Collected data entries
=== Section Start ===

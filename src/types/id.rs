//! Identifier types for runtime entities.
//!
//! A [`JobId`] wraps the arena index of a job record with type safety. The
//! generation half of the index keeps ids unique for the lifetime of the
//! record they name: once a completed job is released, its id never resolves
//! to a different job.

use crate::util::ArenaIndex;
use core::fmt;
use serde::{Deserialize, Serialize};

/// A unique identifier for a job in the runtime.
///
/// Jobs form a tree; a job id is stable for as long as the job record lives.
#[derive(Clone, Copy, PartialEq, Eq, Hash, PartialOrd, Ord, Serialize, Deserialize)]
#[serde(into = "JobIdRepr", from = "JobIdRepr")]
pub struct JobId(pub(crate) ArenaIndex);

impl JobId {
    /// Creates a job id from an arena index (internal use).
    #[must_use]
    pub(crate) const fn from_arena(index: ArenaIndex) -> Self {
        Self(index)
    }

    /// Returns the underlying arena index (internal use).
    #[must_use]
    #[cfg(not(feature = "test-internals"))]
    pub(crate) const fn arena_index(self) -> ArenaIndex {
        self.0
    }

    /// Returns the underlying arena index.
    #[must_use]
    #[cfg(feature = "test-internals")]
    pub const fn arena_index(self) -> ArenaIndex {
        self.0
    }

    /// Creates a job id for testing/benchmarking purposes.
    #[doc(hidden)]
    #[must_use]
    pub const fn new_for_test(index: u32, generation: u32) -> Self {
        Self(ArenaIndex::new(index, generation))
    }
}

impl fmt::Debug for JobId {
    fn fmt(&self, f: &mut fmt::Formatter<'_>) -> fmt::Result {
        write!(f, "JobId({}:{})", self.0.index(), self.0.generation())
    }
}

impl fmt::Display for JobId {
    fn fmt(&self, f: &mut fmt::Formatter<'_>) -> fmt::Result {
        write!(f, "J{}", self.0.index())
    }
}

#[derive(Serialize, Deserialize)]
struct JobIdRepr {
    index: u32,
    generation: u32,
}

impl From<JobId> for JobIdRepr {
    fn from(id: JobId) -> Self {
        Self {
            index: id.0.index(),
            generation: id.0.generation(),
        }
    }
}

impl From<JobIdRepr> for JobId {
    fn from(repr: JobIdRepr) -> Self {
        Self(ArenaIndex::new(repr.index, repr.generation))
    }
}
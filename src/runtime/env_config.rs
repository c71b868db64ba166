//! Environment variable support for [`RuntimeBuilder`](super::builder::RuntimeBuilder).
//!
//! # Configuration Precedence
//!
//! Settings are resolved in this order (highest priority first):
//!
//! 1. **Programmatic**: values set via builder methods (`max_steps(10_000)`)
//! 2. **Environment variables**: values from `COJOB_*` env vars
//! 3. **Defaults**: built-in defaults from [`RuntimeConfig::default()`]
//!
//! # Supported Environment Variables
//!
//! | Variable | Type | Maps to |
//! |----------|------|---------|
//! | `COJOB_MAX_STEPS` | `u64` (`0` = unlimited) | `max_steps` |
//! | `COJOB_NAME_PREFIX` | `String` | `name_prefix` |
//! | `COJOB_CATCH_PANICS` | `bool` | `catch_panics` |

use crate::runtime::config::{BuildError, RuntimeConfig};

/// Environment variable name for the per-`block_on` step limit.
pub const ENV_MAX_STEPS: &str = "COJOB_MAX_STEPS";
/// Environment variable name for the coroutine name prefix.
pub const ENV_NAME_PREFIX: &str = "COJOB_NAME_PREFIX";
/// Environment variable name for panic containment.
pub const ENV_CATCH_PANICS: &str = "COJOB_CATCH_PANICS";

/// Apply environment variable overrides to a [`RuntimeConfig`].
///
/// Only variables that are set in the environment are applied.
/// Returns an error if a variable is set but contains an unparseable value.
pub fn apply_env_overrides(config: &mut RuntimeConfig) -> Result<(), BuildError> {
    if let Some(val) = read_env(ENV_MAX_STEPS) {
        let steps = parse_u64(ENV_MAX_STEPS, &val)?;
        config.max_steps = (steps != 0).then_some(steps);
    }
    if let Some(val) = read_env(ENV_NAME_PREFIX) {
        config.name_prefix = val;
    }
    if let Some(val) = read_env(ENV_CATCH_PANICS) {
        config.catch_panics = parse_bool(ENV_CATCH_PANICS, &val)?;
    }
    Ok(())
}

/// Read an environment variable, returning `None` if unset.
fn read_env(name: &str) -> Option<String> {
    std::env::var(name).ok()
}

fn parse_u64(var: &'static str, val: &str) -> Result<u64, BuildError> {
    val.trim().parse::<u64>().map_err(|_| BuildError::InvalidEnv {
        var,
        expected: "unsigned integer",
        value: val.to_string(),
    })
}

fn parse_bool(var: &'static str, val: &str) -> Result<bool, BuildError> {
    match val.trim().to_lowercase().as_str() {
        "true" | "1" | "yes" | "on" => Ok(true),
        "false" | "0" | "no" | "off" => Ok(false),
        _ => Err(BuildError::InvalidEnv {
            var,
            expected: "bool (true/false/1/0/yes/no)",
            value: val.to_string(),
        }),
    }
}
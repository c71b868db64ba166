#![allow(dead_code)]
#![allow(unused_imports)]
//! Shared integration test utilities.
//!
//! Import with:
//! ```ignore
//! mod common;
//! use common::*;
//! ```

use std::io;
use std::sync::{Arc, Once};

use cojob::{CapturingSink, Error, Runtime, UnhandledReport};
use parking_lot::Mutex;
use proptest::prelude::ProptestConfig;
use proptest::test_runner::RngSeed;
use tracing_subscriber::fmt::format::FmtSpan;

static INIT_LOGGING: Once = Once::new();

/// Default seed for property tests when running under CI.
pub const DEFAULT_PROPTEST_SEED: u64 = 0x5EED_5EED;

const PROPTEST_SEED_ENV: &str = "COJOB_PROPTEST_SEED";

/// Build a ProptestConfig with deterministic seed support for CI.
#[must_use]
pub fn test_proptest_config(cases: u32) -> ProptestConfig {
    let mut config = ProptestConfig::with_cases(cases);
    if matches!(config.rng_seed, RngSeed::Random) {
        if let Some(seed) = read_proptest_seed() {
            config.rng_seed = RngSeed::Fixed(seed);
        }
    }
    config
}

fn read_proptest_seed() -> Option<u64> {
    if let Ok(value) = std::env::var(PROPTEST_SEED_ENV) {
        return value.parse::<u64>().ok();
    }
    // If CI is set and no explicit seed is provided, use a fixed seed.
    if std::env::var("CI").is_ok() {
        return Some(DEFAULT_PROPTEST_SEED);
    }
    None
}

/// Initialize test logging with trace-level output.
pub fn init_test_logging() {
    init_test_logging_with_level(tracing::Level::TRACE);
}

/// Initialize test logging with a custom level.
pub fn init_test_logging_with_level(level: tracing::Level) {
    INIT_LOGGING.call_once(|| {
        let _ = tracing_subscriber::fmt()
            .with_max_level(level)
            .with_test_writer()
            .with_file(true)
            .with_line_number(true)
            .with_target(true)
            .with_thread_ids(true)
            .with_span_events(FmtSpan::CLOSE)
            .with_ansi(false)
            .try_init();
    });
}

/// Runtime whose unhandled failures are captured instead of logged.
#[must_use]
pub fn capturing_runtime() -> (Runtime, CapturingSink) {
    init_test_logging();
    let sink = CapturingSink::new();
    let rt = Runtime::builder()
        .sink(sink.clone())
        .build()
        .expect("failed to build test runtime");
    (rt, sink)
}

/// A fresh `io::Error` wrapped as a user failure.
#[must_use]
pub fn io_failure() -> Error {
    Error::user(io::Error::new(io::ErrorKind::Other, "io failure"))
}

/// An `InvalidInput` error standing in for a caller-supplied cancel cause.
#[must_use]
pub fn invalid_argument() -> Error {
    Error::user(io::Error::new(io::ErrorKind::InvalidInput, "invalid argument"))
}

/// True if the error, or the failure behind its cancellation, is `io_failure()`.
#[must_use]
pub fn is_io_failure(error: &Error) -> bool {
    error
        .root_cause()
        .downcast_ref::<io::Error>()
        .is_some_and(|e| e.kind() == io::ErrorKind::Other)
}

/// Asserts that every captured report matches `predicate`, and how many there were.
pub fn assert_reports(sink: &CapturingSink, count: usize, predicate: impl Fn(&UnhandledReport) -> bool) {
    let reports = sink.take();
    tracing::debug!(reports = reports.len(), expected = count, "checking unhandled reports");
    assert_eq!(reports.len(), count, "unhandled reports: {reports:?}");
    for report in &reports {
        assert!(predicate(report), "unexpected unhandled report: {report:?}");
    }
}

#[derive(Debug, Default)]
struct SequencerInner {
    counter: u32,
    finished: bool,
    violations: Vec<String>,
}

/// Ordering checker for coroutine scenarios.
///
/// Steps are numbered from 1. A mismatch is recorded rather than panicking,
/// since a panic inside a job body would be turned into a job failure;
/// [`assert_finished`](Self::assert_finished) surfaces it at the end.
#[derive(Debug, Clone, Default)]
pub struct Sequencer {
    inner: Arc<Mutex<SequencerInner>>,
}

impl Sequencer {
    #[must_use]
    pub fn new() -> Self {
        Self::default()
    }

    /// Records step `n`, which must directly follow the previous step.
    pub fn expect(&self, n: u32) {
        let mut inner = self.inner.lock();
        let wanted = inner.counter + 1;
        tracing::debug!(step = n, "sequencer step");
        if n != wanted {
            inner
                .violations
                .push(format!("expected step {n}, but step {wanted} was next"));
        }
        inner.counter = n;
    }

    /// Records the last step.
    pub fn finish(&self, n: u32) {
        self.expect(n);
        let mut inner = self.inner.lock();
        if inner.finished {
            inner.violations.push(format!("finished twice (at step {n})"));
        }
        inner.finished = true;
    }

    /// Marks a point that must never execute.
    pub fn unreached(&self) {
        let step = self.inner.lock().counter;
        self.inner
            .lock()
            .violations
            .push(format!("reached unreachable code after step {step}"));
    }

    /// Last recorded step.
    #[must_use]
    pub fn step(&self) -> u32 {
        self.inner.lock().counter
    }

    /// Asserts that no ordering violation happened and `finish(last)` ran.
    pub fn assert_finished(&self, last: u32) {
        let inner = self.inner.lock();
        assert!(inner.violations.is_empty(), "ordering violations: {:?}", inner.violations);
        assert!(inner.finished, "finish() was never called (last step {})", inner.counter);
        assert_eq!(inner.counter, last, "last step");
    }
}

/// Log a test phase transition with a visual separator.
#[macro_export]
macro_rules! test_phase {
    ($name:expr) => {
        tracing::info!(phase = %$name, "========================================");
        tracing::info!(phase = %$name, "TEST PHASE: {}", $name);
        tracing::info!(phase = %$name, "========================================");
    };
}

/// Log a section within a test phase.
#[macro_export]
macro_rules! test_section {
    ($name:expr) => {
        tracing::debug!(section = %$name, "--- {} ---", $name);
    };
}

/// Log test completion with summary.
#[macro_export]
macro_rules! test_complete {
    ($name:expr) => {
        tracing::info!(test = %$name, "test completed successfully: {}", $name);
    };
    ($name:expr, $($key:ident = $value:expr),* $(,)?) => {
        tracing::info!(
            test = %$name,
            $($key = %$value,)*
            "test completed successfully: {}",
            $name
        );
    };
}

/// Log before assertions for context.
#[macro_export]
macro_rules! assert_with_log {
    ($cond:expr, $msg:expr, $expected:expr, $actual:expr) => {
        tracing::debug!(
            expected = ?$expected,
            actual = ?$actual,
            "Asserting: {}",
            $msg
        );
        assert!($cond, "{}: expected {:?}, got {:?}", $msg, $expected, $actual);
    };
}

=== Section End ===

## EXERCISE DIRECTIONS
The required answer is the exact run of lines above starting at the line with "fn parse_bool(var: &'static" and ending at the line with "with trace-level output.", with both ends present.

## EXERCISE OUTPUT
fn parse_bool(var: &'static str, val: &str) -> Result<bool, BuildError> {
    match val.trim().to_lowercase().as_str() {
        "true" | "1" | "yes" | "on" => Ok(true),
        "false" | "0" | "no" | "off" => Ok(false),
        _ => Err(BuildError::InvalidEnv {
            var,
            expected: "bool (true/false/1/0/yes/no)",
            value: val.to_string(),
        }),
    }
}
repository c71b868db64ba166
#![allow(dead_code)]
#![allow(unused_imports)]
//! Shared integration test utilities.
//!
//! Import with:
//! ```ignore
//! mod common;
//! use common::*;
//! ```

use std::io;
use std::sync::{Arc, Once};

use cojob::{CapturingSink, Error, Runtime, UnhandledReport};
use parking_lot::Mutex;
use proptest::prelude::ProptestConfig;
use proptest::test_runner::RngSeed;
use tracing_subscriber::fmt::format::FmtSpan;

static INIT_LOGGING: Once = Once::new();

/// Default seed for property tests when running under CI.
pub const DEFAULT_PROPTEST_SEED: u64 = 0x5EED_5EED;

const PROPTEST_SEED_ENV: &str = "COJOB_PROPTEST_SEED";

/// Build a ProptestConfig with deterministic seed support for CI.
#[must_use]
pub fn test_proptest_config(cases: u32) -> ProptestConfig {
    let mut config = ProptestConfig::with_cases(cases);
    if matches!(config.rng_seed, RngSeed::Random) {
        if let Some(seed) = read_proptest_seed() {
            config.rng_seed = RngSeed::Fixed(seed);
        }
    }
    config
}

fn read_proptest_seed() -> Option<u64> {
    if let Ok(value) = std::env::var(PROPTEST_SEED_ENV) {
        return value.parse::<u64>().ok();
    }
    // If CI is set and no explicit seed is provided, use a fixed seed.
    if std::env::var("CI").is_ok() {
        return Some(DEFAULT_PROPTEST_SEED);
    }
    None
}

/// Initialize test logging with trace-level output.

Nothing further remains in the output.